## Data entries

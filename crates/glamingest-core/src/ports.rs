//! Collaborator interfaces the pipeline calls out to.
//!
//! Implementations live outside the engine (HTTP clients in the CLI, fakes in
//! tests). All calls are synchronous; timeouts and cancellation belong to the
//! implementation.

use crate::crosswalk::{CrosswalkRow, CrosswalkTable, SharedCrosswalk};
use crate::error::PortError;
use serde_json::Value;

/// Collection API: raw object record by id.
pub trait RecordSource {
    fn fetch_record(&self, object_id: &str) -> Result<Value, PortError>;
}

/// Knowledge-graph query: ids of items carrying the external object id.
pub trait GraphLookup {
    fn query_matches(&self, object_id: &str) -> Result<Vec<String>, PortError>;
}

/// Tabular crosswalk source, rows in source order.
pub trait CrosswalkSource {
    fn fetch_rows(&self) -> Result<Vec<CrosswalkRow>, PortError>;
}

/// Name reconciliation for artists. The result is only ever shown as a
/// diagnostic.
pub trait ArtistLookup {
    fn lookup_artist(&self, name: &str) -> Result<String, PortError>;
}

/// Where the pipeline gets its crosswalk from.
#[derive(Clone, Copy)]
pub enum CrosswalkInput<'a> {
    /// Fetch and build a fresh table for every run.
    Source(&'a dyn CrosswalkSource),
    /// Use the current snapshot of a table built ahead of time.
    Shared(&'a SharedCrosswalk),
}

/// Rebuild a shared crosswalk from its source and swap it in.
///
/// On failure the previous table stays in place.
pub fn refresh_crosswalk(
    shared: &SharedCrosswalk,
    source: &dyn CrosswalkSource,
) -> Result<usize, PortError> {
    let table = CrosswalkTable::from_rows(source.fetch_rows()?);
    let labels = table.len();
    shared.replace(table);
    tracing::info!(labels, "crosswalk refreshed");
    Ok(labels)
}

/// A fixed row list, mostly useful for offline runs and tests.
impl CrosswalkSource for Vec<CrosswalkRow> {
    fn fetch_rows(&self) -> Result<Vec<CrosswalkRow>, PortError> {
        Ok(self.clone())
    }
}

## What to produce
An exact reproduction of all the entries above is the expected answer.

## Solution to this task
filename crates/glamingest-core/src/ports.rs
//! Collaborator interfaces the pipeline calls out to.
//!
//! Implementations live outside the engine (HTTP clients in the CLI, fakes in
//! tests). All calls are synchronous; timeouts and cancellation belong to the
//! implementation.

use crate::crosswalk::{CrosswalkRow, CrosswalkTable, SharedCrosswalk};
use crate::error::PortError;
use serde_json::Value;

/// Collection API: raw object record by id.
pub trait RecordSource {
    fn fetch_record(&self, object_id: &str) -> Result<Value, PortError>;
}

/// Knowledge-graph query: ids of items carrying the external object id.
pub trait GraphLookup {
    fn query_matches(&self, object_id: &str) -> Result<Vec<String>, PortError>;
}

/// Tabular crosswalk source, rows in source order.
pub trait CrosswalkSource {
    fn fetch_rows(&self) -> Result<Vec<CrosswalkRow>, PortError>;
}

/// Name reconciliation for artists. The result is only ever shown as a
/// diagnostic.
pub trait ArtistLookup {
    fn lookup_artist(&self, name: &str) -> Result<String, PortError>;
}

/// Where the pipeline gets its crosswalk from.
#[derive(Clone, Copy)]
pub enum CrosswalkInput<'a> {
    /// Fetch and build a fresh table for every run.
    Source(&'a dyn CrosswalkSource),
    /// Use the current snapshot of a table built ahead of time.
    Shared(&'a SharedCrosswalk),
}

/// Rebuild a shared crosswalk from its source and swap it in.
///
/// On failure the previous table stays in place.
pub fn refresh_crosswalk(
    shared: &SharedCrosswalk,
    source: &dyn CrosswalkSource,
) -> Result<usize, PortError> {
    let table = CrosswalkTable::from_rows(source.fetch_rows()?);
    let labels = table.len();
    shared.replace(table);
    tracing::info!(labels, "crosswalk refreshed");
    Ok(labels)
}

/// A fixed row list, mostly useful for offline runs and tests.
impl CrosswalkSource for Vec<CrosswalkRow> {
    fn fetch_rows(&self) -> Result<Vec<CrosswalkRow>, PortError> {
        Ok(self.clone())
    }
}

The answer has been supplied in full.